I was born in 1979 to a true “Berkeley” family. My father was
a renowned American mountaineer and entrepreneur, while
my mother’s family were ranchers and farmers who pioneered
northern British Columbia. It’s fair to say that traveling to some
of the most remote areas of the world and running my own specialty travel business are part of a family tradition that includes curiosity, adventure and independence.
I was named for Kilimanjaro, the highest peak in Africa, and
went on my first safari in Kenya and Tanzania when I was just
a year old. During my ten years at Ecole Bilingue (I completed
Middle School in 1993), I shared with my classmates and teach-
ers many slideshows of my early travels to off-the-beaten path
destinations like Nepal, India, Peru, Ecuador, Chile, Argentina,
Antarctica, Botswana, Lesotho and the Seychelles.
I credit both my family and Ecole Bilingue with providing a
firm foundation in global citizenship that has served me well.
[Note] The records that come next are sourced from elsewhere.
use std::net::SocketAddr;
use std::sync::Arc;

use archflow_api::Server;
use archflow_core::ArchFlowConfig;
use tracing_subscriber::{layer::SubscriberExt, util::SubscriberInitExt};

#[tokio::main]
async fn main() -> anyhow::Result<()> {
    tracing_subscriber::registry()
        .with(
            tracing_subscriber::EnvFilter::try_from_default_env()
                .unwrap_or_else(|_| "archflow_api=debug,tower_http=debug".into()),
        )
        .with(tracing_subscriber::fmt::layer())
        .init();

    let config = Arc::new(ArchFlowConfig::load()?);
    let addr: SocketAddr = format!("{}:{}", config.server.host, config.server.port).parse()?;

    let server = Server::new(addr, config).await?;
    server.run().await?;
    Ok(())
}
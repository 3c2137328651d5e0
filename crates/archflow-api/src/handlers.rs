use axum::{
    extract::State,
    http::HeaderMap,
    Extension, Json,
};
use chrono::Utc;
use serde::{Deserialize, Serialize};

use archflow_analysis::{analyze_repository, AnalysisReport};
use archflow_core::{PublicUser, TokenIdentity};

use crate::{ApiError, ApiResult, AppState};

pub const SERVICE_NAME: &str = "ArchFlow API";

/// Header carrying a caller-supplied model credential for `/api/analyze`.
pub const AI_KEY_HEADER: &str = "x-ai-api-key";

#[derive(Serialize)]
pub struct HealthResponse {
    pub status: String,
    pub service: String,
    pub timestamp: String,
    pub version: String,
}

#[derive(Deserialize, Default)]
pub struct RegisterRequest {
    #[serde(default)]
    pub email: Option<String>,
    #[serde(default)]
    pub password: Option<String>,
    #[serde(default)]
    pub name: Option<String>,
}

#[derive(Deserialize, Default)]
pub struct LoginRequest {
    #[serde(default)]
    pub email: Option<String>,
    #[serde(default)]
    pub password: Option<String>,
}

#[derive(Serialize)]
pub struct AuthResponse {
    pub user: PublicUser,
    pub token: String,
}

#[derive(Serialize)]
pub struct MeResponse {
    pub user: PublicUser,
}

#[derive(Deserialize, Default)]
#[serde(rename_all = "camelCase")]
pub struct AnalyzeRequest {
    #[serde(default)]
    pub repo_url: Option<String>,
}

#[derive(Serialize)]
pub struct AnalyzeResponse {
    pub success: bool,
    pub message: String,
    pub data: AnalysisReport,
}

pub async fn health() -> Json<HealthResponse> {
    Json(HealthResponse {
        status: "healthy".to_string(),
        service: SERVICE_NAME.to_string(),
        timestamp: Utc::now().to_rfc3339(),
        version: option_env!("CARGO_PKG_VERSION")
            .unwrap_or("0.1.0")
            .to_string(),
    })
}

pub async fn register(
    State(state): State<AppState>,
    Json(request): Json<RegisterRequest>,
) -> ApiResult<Json<AuthResponse>> {
    let (Some(email), Some(password)) = (
        request.email.as_deref().filter(|e| !e.trim().is_empty()),
        request.password.as_deref().filter(|p| !p.is_empty()),
    ) else {
        return Err(ApiError::Validation(
            "Email and password are required".to_string(),
        ));
    };

    let (user, token) = state
        .auth
        .register(email, password, request.name.as_deref())
        .await?;
    Ok(Json(AuthResponse { user, token }))
}

pub async fn login(
    State(state): State<AppState>,
    Json(request): Json<LoginRequest>,
) -> ApiResult<Json<AuthResponse>> {
    let (Some(email), Some(password)) = (
        request.email.as_deref().filter(|e| !e.trim().is_empty()),
        request.password.as_deref().filter(|p| !p.is_empty()),
    ) else {
        return Err(ApiError::Validation(
            "Email and password are required".to_string(),
        ));
    };

    let (user, token) = state.auth.login(email, password).await?;
    Ok(Json(AuthResponse { user, token }))
}

pub async fn me(
    State(state): State<AppState>,
    Extension(identity): Extension<TokenIdentity>,
) -> ApiResult<Json<MeResponse>> {
    let user = state
        .auth
        .current_user(&identity.email)
        .await?
        .ok_or_else(|| ApiError::NotFound("User not found".to_string()))?;

    Ok(Json(MeResponse { user }))
}

pub async fn analyze(
    State(state): State<AppState>,
    Extension(_identity): Extension<TokenIdentity>,
    headers: HeaderMap,
    Json(request): Json<AnalyzeRequest>,
) -> ApiResult<Json<AnalyzeResponse>> {
    let Some(repo_url) = request.repo_url.as_deref().filter(|u| !u.trim().is_empty()) else {
        return Err(ApiError::Validation(
            "Repository URL is required".to_string(),
        ));
    };

    let caller_key = headers
        .get(AI_KEY_HEADER)
        .and_then(|v| v.to_str().ok())
        .filter(|k| !k.is_empty());

    let report = analyze_repository(repo_url, &state.engine, caller_key).await?;

    Ok(Json(AnalyzeResponse {
        success: true,
        message: "Analysis complete".to_string(),
        data: report,
    }))
}
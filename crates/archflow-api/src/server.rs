use std::net::SocketAddr;
use std::sync::Arc;
use tokio::signal;
use tracing::info;

use archflow_core::{ArchFlowConfig, ArchFlowError, Result};

use crate::{create_router, AppState};

pub struct Server {
    state: AppState,
    addr: SocketAddr,
}

impl Server {
    pub async fn new(addr: SocketAddr, config: Arc<ArchFlowConfig>) -> Result<Self> {
        let state = AppState::new(config).await?;
        Ok(Self { state, addr })
    }

    pub async fn run(self) -> Result<()> {
        let router = create_router(self.state);

        let listener = tokio::net::TcpListener::bind(self.addr)
            .await
            .map_err(ArchFlowError::Io)?;

        info!("ArchFlow API listening on http://{}", self.addr);
        info!("  GET  /api/health - Health check");
        info!("  POST /api/auth/register - Create an account");
        info!("  POST /api/auth/login - Log in");
        info!("  GET  /api/auth/me - Current user");
        info!("  POST /api/analyze - Analyze a repository");

        axum::serve(listener, router)
            .with_graceful_shutdown(shutdown_signal())
            .await
            .map_err(ArchFlowError::Io)?;

        Ok(())
    }
}

async fn shutdown_signal() {
    let ctrl_c = async {
        signal::ctrl_c()
            .await
            .expect("failed to install Ctrl+C handler");
    };

    #[cfg(unix)]
    let terminate = async {
        signal::unix::signal(signal::unix::SignalKind::terminate())
            .expect("failed to install signal handler")
            .recv()
            .await;
    };

    #[cfg(not(unix))]
    let terminate = std::future::pending::<()>();

    tokio::select! {
        _ = ctrl_c => {
            info!("Received Ctrl+C, shutting down gracefully");
        },
        _ = terminate => {
            info!("Received SIGTERM, shutting down gracefully");
        },
    }
}
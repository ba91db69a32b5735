//! Read live telemetry from VESC motor controllers over Bluetooth Low Energy
//!
//! The controller's BLE module tunnels the VESC serial protocol over the NordicUART
//! service. Every 200ms a selective values request is written to the device; the
//! responses are reassembled from notification chunks, checked, decoded and shown on a
//! dashboard.
//!
//! Currently the following data is read:
//!
//! - Speed (km/h or mph)
//! - Duty cycle (%)
//! - Pack voltage and average cell voltage (V)
//! - Battery current (A)
//! - Battery percentage (%), estimated from the cell voltage
//! - FET and motor temperature (°C)
//!
//! # Example
//!
//! ```no_run
//! # #[tokio::main(flavor = "current_thread")]
//! # pub async fn main() -> vescread::Result<()> {
//!     let config = vescread::Config::default();
//!     let transport = vescread::BleTransport::new().await?;
//!     let dashboard = vescread::TerminalDashboard::new();
//!     let mut session = vescread::SessionManager::new(&config, transport, dashboard)?;
//!     session.run(async { let _ = tokio::signal::ctrl_c().await; }).await?;
//! #   Ok(())
//! # }
//! ```

pub mod ble_transport;
pub mod config;
pub mod dashboard;
pub mod error;
pub mod frame;
pub mod message;
pub mod reassembler;
pub mod session;
mod telemetry_reading;
pub mod transport;

pub use ble_transport::BleTransport;
pub use config::{Config, NoDevicePolicy, SessionConfig, SpeedUnit};
pub use dashboard::{Dashboard, TerminalDashboard};
pub use error::{Error, Result};
pub use frame::{Frame, FrameVariant};
pub use reassembler::StreamReassembler;
pub use session::{SessionManager, SessionState};
pub use telemetry_reading::TelemetryReading;
pub use transport::{Notification, Transport};
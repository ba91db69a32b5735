//! Application messages carried in frame payloads

pub mod values_message;
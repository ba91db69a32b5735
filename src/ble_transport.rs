//! BLE transport to a VESC over the Nordic UART service.
//!
//! The controller's BLE module exposes the NordicUART protocol: requests are written to
//! the RX characteristic and responses arrive as notifications on the TX characteristic,
//! split into chunks of whatever size the link negotiated.

use std::collections::HashMap;
use std::future::Future;
use std::time::Duration;

use bluest::Adapter;
use bluest::Characteristic;
use bluest::Device;
use bluest::Uuid;
use futures_util::{Stream, StreamExt};
use tokio::sync::{mpsc, oneshot};
use tokio::task::JoinHandle;
use tokio::time::{timeout, timeout_at, Instant};

use crate::error::{Error, Result};
use crate::transport::{Notification, Transport, NOTIFICATION_QUEUE_DEPTH};

pub const NORDIC_UART_SERVICE_ID: Uuid = Uuid::from_u128(0x6e400001_b5a3_f393_e0a9_e50e24dcca9e);
/// Characteristic the host writes requests to
pub const NORDIC_UART_WRITE_CHARACTERISTIC_ID: Uuid =
    Uuid::from_u128(0x6e400002_b5a3_f393_e0a9_e50e24dcca9e);
/// Characteristic the device notifies responses on
pub const NORDIC_UART_NOTIFY_CHARACTERISTIC_ID: Uuid =
    Uuid::from_u128(0x6e400003_b5a3_f393_e0a9_e50e24dcca9e);

/// How long to look for a configured device that was not seen in a discovery window
const FIND_DEVICE_TIMEOUT: Duration = Duration::from_secs(30);

struct Link {
    device: Device,
    write: Characteristic,
    forwarder: JoinHandle<()>,
}

pub struct BleTransport {
    adapter: Adapter,
    discovered: HashMap<String, Device>,
    link: Option<Link>,
}

impl BleTransport {
    /// Open the default Bluetooth adapter and wait for it to be powered.
    pub async fn new() -> Result<Self> {
        let adapter = Adapter::default()
            .await
            .ok_or_else(|| Error::Transport("Default adapter not found".to_string()))?;
        adapter.wait_available().await?;

        Ok(Self { adapter, discovered: HashMap::new(), link: None })
    }

    fn address_of(device: &Device) -> String {
        format!("{:?}", device.id())
    }

    /// Scan until a UART device whose id or advertised name equals `address` shows up
    async fn find_device(&self, address: &str) -> Result<Device> {
        let required_services = [NORDIC_UART_SERVICE_ID];
        let mut adapter_events = self.adapter.scan(&required_services).await?;
        while let Some(advertising) = timeout(FIND_DEVICE_TIMEOUT, adapter_events.next())
            .await
            .map_err(|_| Error::Transport(format!("Device {address} not found")))?
        {
            let device = advertising.device;
            if Self::address_of(&device) == address {
                return Ok(device);
            }
            match device.name_async().await {
                Ok(name) if name == address => return Ok(device),
                _ => {}
            }
        }

        Err(Error::Transport(format!("Device {address} not found")))
    }

    /// Look up the UART characteristics of a connected device and subscribe to its
    /// notifications. Only returns once the subscription is in place.
    async fn open_link(device: &Device) -> Result<(Link, mpsc::Receiver<Notification>)> {
        let nordic_uart_service = device
            .discover_services_with_uuid(NORDIC_UART_SERVICE_ID)
            .await?
            .first()
            .ok_or_else(|| {
                Error::Transport("The device does not support the Nordic UART service".to_string())
            })?
            .clone();
        let write = nordic_uart_service
            .discover_characteristics_with_uuid(NORDIC_UART_WRITE_CHARACTERISTIC_ID)
            .await?
            .first()
            .ok_or_else(|| {
                Error::Transport("The device does not support the Nordic UART write characteristic".to_string())
            })?
            .clone();
        let notify = nordic_uart_service
            .discover_characteristics_with_uuid(NORDIC_UART_NOTIFY_CHARACTERISTIC_ID)
            .await?
            .first()
            .ok_or_else(|| {
                Error::Transport("The device does not support the Nordic UART notify characteristic".to_string())
            })?
            .clone();

        let (tx, rx) = mpsc::channel(NOTIFICATION_QUEUE_DEPTH);
        let (subscribed_tx, subscribed_rx) = oneshot::channel();
        let forwarder = tokio::spawn(forward_notifications(notify, subscribed_tx, tx));
        if let Err(err) = wait_subscribed(subscribed_rx).await {
            forwarder.abort();
            return Err(err);
        }

        Ok((Link { device: device.clone(), write, forwarder }, rx))
    }
}

impl Transport for BleTransport {
    async fn discover(&mut self, window: Duration) -> Result<Vec<String>> {
        let required_services = [NORDIC_UART_SERVICE_ID];
        let mut adapter_events = self.adapter.scan(&required_services).await?;
        let deadline = Instant::now() + window;

        let mut found = Vec::new();
        while let Ok(Some(advertising)) = timeout_at(deadline, adapter_events.next()).await {
            let address = Self::address_of(&advertising.device);
            if !found.contains(&address) {
                log::info!("Found BLE UART {address}");
                found.push(address.clone());
                self.discovered.insert(address, advertising.device);
            }
        }

        Ok(found)
    }

    async fn connect(&mut self, address: &str) -> Result<mpsc::Receiver<Notification>> {
        if let Err(err) = self.disconnect().await {
            log::warn!("Failed to drop previous connection: {err}");
        }

        let device = match self.discovered.get(address) {
            Some(device) => device.clone(),
            None => self.find_device(address).await?,
        };
        self.adapter.connect_device(&device).await?;

        let opened = Self::open_link(&device).await;
        let adapter = &self.adapter;
        let (link, rx) = release_on_error(opened, || async move {
            adapter.disconnect_device(&device).await?;
            Ok(())
        })
        .await?;
        self.link = Some(link);

        Ok(rx)
    }

    async fn write(&mut self, data: &[u8]) -> Result<()> {
        let link = self
            .link
            .as_ref()
            .ok_or_else(|| Error::Transport("Not connected".to_string()))?;

        log::debug!("TX: {}", hex::encode(data));
        link.write.write(data).await?;
        Ok(())
    }

    async fn disconnect(&mut self) -> Result<()> {
        if let Some(link) = self.link.take() {
            link.forwarder.abort();
            self.adapter.disconnect_device(&link.device).await?;
        }
        Ok(())
    }
}

/// Subscribe to `notify`, report the outcome on `subscribed`, then pump the stream into
/// the session's queue until either side goes away.
async fn forward_notifications(
    notify: Characteristic,
    subscribed: oneshot::Sender<Result<()>>,
    tx: mpsc::Sender<Notification>,
) {
    let reader = match notify.notify().await {
        Ok(reader) => reader,
        Err(err) => {
            let _ = subscribed.send(Err(err.into()));
            return;
        }
    };
    if subscribed.send(Ok(())).is_err() {
        return;
    }

    pump_notifications(reader, tx).await;
}

async fn pump_notifications<S, E>(mut reader: S, tx: mpsc::Sender<Notification>)
where
    S: Stream<Item = std::result::Result<Vec<u8>, E>> + Unpin,
    Error: From<E>,
{
    while let Some(item) = reader.next().await {
        if let Ok(data) = &item {
            log::debug!("RX notification: 0x{}", hex::encode(data));
        }
        if tx.send(item.map_err(Error::from)).await.is_err() {
            break;
        }
    }

    log::debug!("End of notification stream");
}

/// Wait for the forwarder to confirm the subscription
async fn wait_subscribed(subscribed: oneshot::Receiver<Result<()>>) -> Result<()> {
    subscribed
        .await
        .map_err(|_| Error::Transport("Notification forwarder stopped before subscribing".to_string()))?
}

/// Run `release` when `result` is an error, keeping the original error.
async fn release_on_error<T, F, Fut>(result: Result<T>, release: F) -> Result<T>
where
    F: FnOnce() -> Fut,
    Fut: Future<Output = Result<()>>,
{
    if result.is_err() {
        if let Err(err) = release().await {
            log::warn!("Failed to release device after connect error: {err}");
        }
    }
    result
}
In fact, as a five-year-old, my fluency in French defused a tense
situation in Cameroon near the border with Equatorial Guinea
when I was able to interpret for my dad!
After graduating from UC Berkeley in 2002 with degrees in
both Biology and Anthropology, I’ve continued to pursue my
interests in travel, wildlife, evolution and archaeology. In the
past six years, I’ve traveled widely in Western Europe and Southern, East and North Africa both independently and as safari
escort and translator.
Today, I am among the youngest Africa specialists and entrepreneurs in the travel industry, handling customized safari arrangements which often include unique experiences such as gorilla tracking, camel-supported walking and birding safaris. Everyday I see how my educational background, my work experience and my travels prepared me to assume day-to-day management of my family’s business, Next Adventure and Safari, in 2005.
My father, who served two terms on the EB Board, made his
love of mountaineering a permanent part of EB when he helped
build the “alpiniste” statue that still marks Annual Fund progress at the Lower School. I was honored to continue another
family tradition when I was invited to join the EB Board of
Trustees last spring.
As a trustee, I will endeavor to follow in his footsteps and leave
a lasting impact on our school community. As the first alumna
to serve on the Board, I’ll bring a perspective that is both long-
term and student-centered. While I am still learning the duties
and responsibilities of being on my first Board, it is clear to me
that the vibrant sense of community that I remember from my
time at EB is still very much part of the school.
Recently, I attended a friend’s wedding, and many of the guests
were EB alumni and their families. Fifteen years after graduation, I was excited to see these families were still very interested in the school, and hungry for news. As a trustee, I hope to keep
the school relevant for alumni families and to engage the many
graduates like me whose early years were shaped by EB.